_Work instruction_
Your answer must consist of exactly the lines below, starting with the line with "pub struct MockConnection" and going on through the line with "use envoy_types::pb::envoy::service::discovery::v3 as", and nothing else.

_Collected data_
# # # # #

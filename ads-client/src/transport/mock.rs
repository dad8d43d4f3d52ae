//! In-memory transport for tests.
//!
//! [`channel`] returns a [`MockTransportBuilder`] to hand to the client and a
//! [`MockServer`] that plays the control plane: every stream the client opens
//! shows up as a [`MockConnection`] carrying the encoded requests, and
//! responses (or errors) pushed into it come out of the client's receive side.

use std::sync::Arc;
use std::sync::atomic::{AtomicBool, AtomicUsize, Ordering};

use bytes::Bytes;
use tokio::sync::mpsc;

use crate::client::config::ServerConfig;
use crate::error::{Error, Result};
use crate::transport::{RequestSink, Transport, TransportBuilder, TransportStream};

#[derive(Debug)]
struct Shared {
    accept_tx: mpsc::UnboundedSender<MockConnection>,
    refuse: AtomicBool,
    dials: AtomicUsize,
}

/// Create a connected builder/server pair.
pub fn channel() -> (MockTransportBuilder, MockServer) {
    let (accept_tx, accept_rx) = mpsc::unbounded_channel();
    let shared = Arc::new(Shared {
        accept_tx,
        refuse: AtomicBool::new(false),
        dials: AtomicUsize::new(0),
    });

    (
        MockTransportBuilder {
            shared: shared.clone(),
        },
        MockServer { shared, accept_rx },
    )
}

/// Builds [`MockTransport`]s wired to a [`MockServer`].
#[derive(Debug, Clone)]
pub struct MockTransportBuilder {
    shared: Arc<Shared>,
}

impl TransportBuilder for MockTransportBuilder {
    type Transport = MockTransport;

    async fn build(&self, server: &ServerConfig) -> Result<Self::Transport> {
        self.shared.dials.fetch_add(1, Ordering::SeqCst);
        if self.shared.refuse.load(Ordering::SeqCst) {
            return Err(Error::Connection(format!(
                "{}: connection refused",
                server.uri()
            )));
        }
        Ok(MockTransport {
            shared: self.shared.clone(),
        })
    }
}

/// An in-memory channel to a [`MockServer`].
#[derive(Debug)]
pub struct MockTransport {
    shared: Arc<Shared>,
}

impl Transport for MockTransport {
    type Stream = MockStream;

    async fn new_stream(&self, path: &'static str) -> Result<(RequestSink, Self::Stream)> {
        let (sink, requests) = RequestSink::channel();
        let (responses, rx) = mpsc::unbounded_channel();

        self.shared
            .accept_tx
            .send(MockConnection {
                path,
                requests,
                responses,
            })
            .map_err(|_| Error::Connection("mock server dropped".to_string()))?;

        Ok((sink, MockStream { rx }))
    }
}

/// The client's receive half of a mock stream.
#[derive(Debug)]
pub struct MockStream {
    rx: mpsc::UnboundedReceiver<Result<Bytes>>,
}

impl TransportStream for MockStream {
    async fn recv(&mut self) -> Result<Option<Bytes>> {
        match self.rx.recv().await {
            Some(Ok(bytes)) => Ok(Some(bytes)),
            Some(Err(e)) => Err(e),
            None => Ok(None),
        }
    }
}

/// The control-plane side of a [`channel`].
#[derive(Debug)]
pub struct MockServer {
    shared: Arc<Shared>,
    accept_rx: mpsc::UnboundedReceiver<MockConnection>,
}

impl MockServer {
    /// Wait for the client to open its next stream.
    pub async fn accept(&mut self) -> Option<MockConnection> {
        self.accept_rx.recv().await
    }

    /// Make subsequent dials fail with [`Error::Connection`].
    pub fn refuse_connections(&self, refuse: bool) {
        self.shared.refuse.store(refuse, Ordering::SeqCst);
    }

    /// Number of dial attempts so far.
    pub fn dials(&self) -> usize {
        self.shared.dials.load(Ordering::SeqCst)
    }
}

/// One stream opened by the client.
#[derive(Debug)]
pub struct MockConnection {
    path: &'static str,
    requests: mpsc::Receiver<Bytes>,
    responses: mpsc::UnboundedSender<Result<Bytes>>,
}

impl MockConnection {
    /// The RPC path the stream was opened on.
    pub fn path(&self) -> &'static str {
        self.path
    }

    /// The next encoded request, or `None` once the client half-closed.
    pub async fn next_request(&mut self) -> Option<Bytes> {
        self.requests.recv().await
    }

    /// A request that is already queued, without waiting.
    pub fn try_next_request(&mut self) -> Option<Bytes> {
        self.requests.try_recv().ok()
    }

    /// Stop accepting requests; the client's next send fails.
    pub fn close_requests(&mut self) {
        self.requests.close();
    }

    /// Deliver an encoded response to the client.
    pub fn respond(&self, response: Bytes) {
        let _ = self.responses.send(Ok(response));
    }

    /// Fail the client's next receive with `error`.
    pub fn fail(&self, error: Error) {
        let _ = self.responses.send(Err(error));
    }

    /// End the response stream cleanly.
    pub fn finish(self) {
        drop(self.responses);
    }
}
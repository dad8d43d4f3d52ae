//! Envoy v3 schema, backed by prost/envoy-types.

use bytes::Bytes;
use envoy_types::pb::envoy::config::cluster::v3::Cluster;
use envoy_types::pb::envoy::config::cluster::v3::cluster::{ClusterDiscoveryType, DiscoveryType};
use envoy_types::pb::envoy::config::core::v3 as core;
use envoy_types::pb::envoy::config::endpoint::v3::ClusterLoadAssignment;
use envoy_types::pb::envoy::config::listener::v3::Listener;
use envoy_types::pb::envoy::config::listener::v3::filter::ConfigType;
use envoy_types::pb::envoy::config::route::v3::RouteConfiguration;
use envoy_types::pb::envoy::extensions::filters::network::http_connection_manager::v3::{
    HttpConnectionManager, http_connection_manager::RouteSpecifier,
};
use envoy_types::pb::envoy::extensions::transport_sockets::tls::v3::Secret;
use envoy_types::pb::envoy::service::discovery::v3 as discovery;
use prost::Message;

use crate::codec::{HTTP_CONNECTION_MANAGER, XdsCodec, metadata_struct};
use crate::error::Result;
use crate::message::{DiscoveryRequest, DiscoveryResponse, ResourceAny};
use crate::resource::{ClusterResource, ListenerResource, Resource};

const HTTP_CONNECTION_MANAGER_TYPE_URL: &str = "type.googleapis.com/envoy.extensions.filters.network.http_connection_manager.v3.HttpConnectionManager";

/// A codec for the envoy v3 ADS schema.
#[derive(Debug, Clone, Copy, Default)]
pub struct V3Codec;

impl XdsCodec for V3Codec {
    type Cluster = Cluster;
    type Endpoint = ClusterLoadAssignment;
    type Listener = Listener;
    type Route = RouteConfiguration;
    type Secret = Secret;

    const ADS_PATH: &'static str =
        "/envoy.service.discovery.v3.AggregatedDiscoveryService/StreamAggregatedResources";

    const RUNTIME_TYPE_URL: &'static str = "type.googleapis.com/envoy.service.runtime.v3.Runtime";

    fn encode_request(&self, request: &DiscoveryRequest<'_>) -> Result<Bytes> {
        let proto_request = discovery::DiscoveryRequest {
            version_info: request.version_info.to_owned(),
            node: Some(core::Node {
                id: request.node.id.clone(),
                metadata: Some(metadata_struct(&request.node.metadata)),
                ..Default::default()
            }),
            resource_names: request.resource_names.to_vec(),
            type_url: request.type_url.to_owned(),
            response_nonce: request.response_nonce.to_owned(),
            ..Default::default()
        };

        Ok(proto_request.encode_to_vec().into())
    }

    fn decode_response(&self, bytes: Bytes) -> Result<DiscoveryResponse> {
        let proto_response = discovery::DiscoveryResponse::decode(bytes)?;

        Ok(DiscoveryResponse {
            version_info: proto_response.version_info,
            resources: proto_response
                .resources
                .into_iter()
                .map(|any| ResourceAny {
                    type_url: any.type_url,
                    value: any.value.into(),
                })
                .collect(),
            type_url: proto_response.type_url,
            nonce: proto_response.nonce,
        })
    }
}

impl Resource for Cluster {
    const TYPE_URL: &'static str = "type.googleapis.com/envoy.config.cluster.v3.Cluster";

    fn decode(bytes: Bytes) -> Result<Self> {
        Ok(<Self as Message>::decode(bytes)?)
    }

    fn name(&self) -> &str {
        &self.name
    }
}

impl ClusterResource for Cluster {
    fn endpoint_name(&self) -> Option<&str> {
        match self.cluster_discovery_type {
            Some(ClusterDiscoveryType::Type(t)) if t == DiscoveryType::Eds as i32 => {}
            _ => return None,
        }

        let service_name = self
            .eds_cluster_config
            .as_ref()
            .map(|eds| eds.service_name.as_str())
            .filter(|name| !name.is_empty());
        Some(service_name.unwrap_or(&self.name))
    }
}

impl Resource for ClusterLoadAssignment {
    const TYPE_URL: &'static str =
        "type.googleapis.com/envoy.config.endpoint.v3.ClusterLoadAssignment";

    fn decode(bytes: Bytes) -> Result<Self> {
        Ok(<Self as Message>::decode(bytes)?)
    }

    fn name(&self) -> &str {
        &self.cluster_name
    }
}

impl Resource for Listener {
    const TYPE_URL: &'static str = "type.googleapis.com/envoy.config.listener.v3.Listener";

    fn decode(bytes: Bytes) -> Result<Self> {
        Ok(<Self as Message>::decode(bytes)?)
    }

    fn name(&self) -> &str {
        &self.name
    }
}

impl ListenerResource for Listener {
    fn route_config_names(&self) -> Vec<String> {
        self.filter_chains
            .iter()
            .flat_map(|chain| &chain.filters)
            .filter(|filter| filter.name == HTTP_CONNECTION_MANAGER)
            .filter_map(|filter| match &filter.config_type {
                Some(ConfigType::TypedConfig(any))
                    if any.type_url == HTTP_CONNECTION_MANAGER_TYPE_URL =>
                {
                    HttpConnectionManager::decode(any.value.as_slice()).ok()
                }
                _ => None,
            })
            .filter_map(|hcm| match hcm.route_specifier {
                Some(RouteSpecifier::Rds(rds)) => Some(rds.route_config_name),
                _ => None,
            })
            .collect()
    }
}

impl Resource for RouteConfiguration {
    const TYPE_URL: &'static str = "type.googleapis.com/envoy.config.route.v3.RouteConfiguration";

    fn decode(bytes: Bytes) -> Result<Self> {
        Ok(<Self as Message>::decode(bytes)?)
    }

    fn name(&self) -> &str {
        &self.name
    }
}

impl Resource for Secret {
    const TYPE_URL: &'static str =
        "type.googleapis.com/envoy.extensions.transport_sockets.tls.v3.Secret";

    fn decode(bytes: Bytes) -> Result<Self> {
        Ok(<Self as Message>::decode(bytes)?)
    }

    fn name(&self) -> &str {
        &self.name
    }
}


#[cfg(test)]
mod tests {
    use super::testutil::*;
    use super::*;
    use crate::message::Node;
    use envoy_types::pb::envoy::config::listener::v3::Filter;
    use envoy_types::pb::google::protobuf::Any;
    use serde_json::json;

    #[test]
    fn encode_request_carries_node_and_nonce() {
        let node = Node::new("sidecar~10.0.0.1~test.default~default.svc.cluster.local")
            .with_metadata(json!({"CLUSTER_ID": "Kubernetes"}).as_object().unwrap().clone());
        let names = vec!["a".to_string(), "b".to_string()];
        let request = DiscoveryRequest {
            version_info: "v1",
            node: &node,
            resource_names: &names,
            type_url: <Cluster as Resource>::TYPE_URL,
            response_nonce: "n1",
        };

        let bytes = V3Codec.encode_request(&request).unwrap();
        let decoded = discovery::DiscoveryRequest::decode(bytes).unwrap();

        assert_eq!(decoded.version_info, "v1");
        assert_eq!(decoded.response_nonce, "n1");
        assert_eq!(decoded.resource_names, names);
        assert_eq!(decoded.type_url, "type.googleapis.com/envoy.config.cluster.v3.Cluster");
        let proto_node = decoded.node.unwrap();
        assert_eq!(proto_node.id, node.id);
        assert!(proto_node.metadata.unwrap().fields.contains_key("CLUSTER_ID"));
    }

    #[test]
    fn decode_response_keeps_envelopes() {
        let proto_response = discovery::DiscoveryResponse {
            version_info: "7".to_string(),
            type_url: <Listener as Resource>::TYPE_URL.to_string(),
            nonce: "nonce-7".to_string(),
            resources: vec![Any {
                type_url: <Listener as Resource>::TYPE_URL.to_string(),
                value: b"opaque".to_vec(),
            }],
            ..Default::default()
        };

        let response = V3Codec
            .decode_response(proto_response.encode_to_vec().into())
            .unwrap();
        assert_eq!(response.version_info, "7");
        assert_eq!(response.nonce, "nonce-7");
        assert_eq!(response.resources.len(), 1);
        assert_eq!(response.resources[0].value.as_ref(), b"opaque");
    }

    #[test]
    fn decode_response_rejects_garbage() {
        assert!(V3Codec.decode_response(Bytes::from_static(&[0xff, 0xff])).is_err());
    }

    #[test]
    fn eds_cluster_prefers_service_name() {
        let cluster = eds_cluster("outbound|80||cart", Some("cart-eds"));
        assert_eq!(cluster.endpoint_name(), Some("cart-eds"));
    }

    #[test]
    fn eds_cluster_falls_back_to_name() {
        assert_eq!(eds_cluster("cart", None).endpoint_name(), Some("cart"));
        assert_eq!(eds_cluster("cart", Some("")).endpoint_name(), Some("cart"));
    }

    #[test]
    fn non_eds_clusters_have_no_endpoint_name() {
        for discovery in [
            DiscoveryType::Static,
            DiscoveryType::StrictDns,
            DiscoveryType::LogicalDns,
            DiscoveryType::OriginalDst,
        ] {
            assert_eq!(typed_cluster("c", discovery).endpoint_name(), None);
        }
        assert_eq!(Cluster::default().endpoint_name(), None);
    }

    #[test]
    fn listener_rds_names() {
        let listener = listener(
            "0.0.0.0_80",
            vec![hcm_filter(rds("http.80")), hcm_filter(inline_routes("inline"))],
        );
        assert_eq!(listener.route_config_names(), vec!["http.80".to_string()]);
    }

    #[test]
    fn listener_ignores_other_filters() {
        let mut tcp_proxy = hcm_filter(rds("not-an-hcm"));
        tcp_proxy.name = "envoy.filters.network.tcp_proxy".to_string();
        let untyped = Filter {
            name: HTTP_CONNECTION_MANAGER.to_string(),
            config_type: None,
        };

        let listener = listener("tcp", vec![tcp_proxy, untyped]);
        assert!(listener.route_config_names().is_empty());
    }

    #[test]
    fn resource_decode_roundtrip() {
        let cluster = eds_cluster("cart", None);
        let decoded = <Cluster as Resource>::decode(cluster.encode_to_vec().into()).unwrap();
        assert_eq!(Resource::name(&decoded), "cart");
    }
}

# # # # #

_Expected output_
pub struct MockConnection {
    path: &'static str,
    requests: mpsc::Receiver<Bytes>,
    responses: mpsc::UnboundedSender<Result<Bytes>>,
}

impl MockConnection {
    /// The RPC path the stream was opened on.
    pub fn path(&self) -> &'static str {
        self.path
    }

    /// The next encoded request, or `None` once the client half-closed.
    pub async fn next_request(&mut self) -> Option<Bytes> {
        self.requests.recv().await
    }

    /// A request that is already queued, without waiting.
    pub fn try_next_request(&mut self) -> Option<Bytes> {
        self.requests.try_recv().ok()
    }

    /// Stop accepting requests; the client's next send fails.
    pub fn close_requests(&mut self) {
        self.requests.close();
    }

    /// Deliver an encoded response to the client.
    pub fn respond(&self, response: Bytes) {
        let _ = self.responses.send(Ok(response));
    }

    /// Fail the client's next receive with `error`.
    pub fn fail(&self, error: Error) {
        let _ = self.responses.send(Err(error));
    }

    /// End the response stream cleanly.
    pub fn finish(self) {
        drop(self.responses);
    }
}
repository dad8d43d4f3d52ae
//! Envoy v3 schema, backed by prost/envoy-types.

use bytes::Bytes;
use envoy_types::pb::envoy::config::cluster::v3::Cluster;
use envoy_types::pb::envoy::config::cluster::v3::cluster::{ClusterDiscoveryType, DiscoveryType};
use envoy_types::pb::envoy::config::core::v3 as core;
use envoy_types::pb::envoy::config::endpoint::v3::ClusterLoadAssignment;
use envoy_types::pb::envoy::config::listener::v3::Listener;
use envoy_types::pb::envoy::config::listener::v3::filter::ConfigType;
use envoy_types::pb::envoy::config::route::v3::RouteConfiguration;
use envoy_types::pb::envoy::extensions::filters::network::http_connection_manager::v3::{
    HttpConnectionManager, http_connection_manager::RouteSpecifier,
};
use envoy_types::pb::envoy::extensions::transport_sockets::tls::v3::Secret;
use envoy_types::pb::envoy::service::discovery::v3 as discovery;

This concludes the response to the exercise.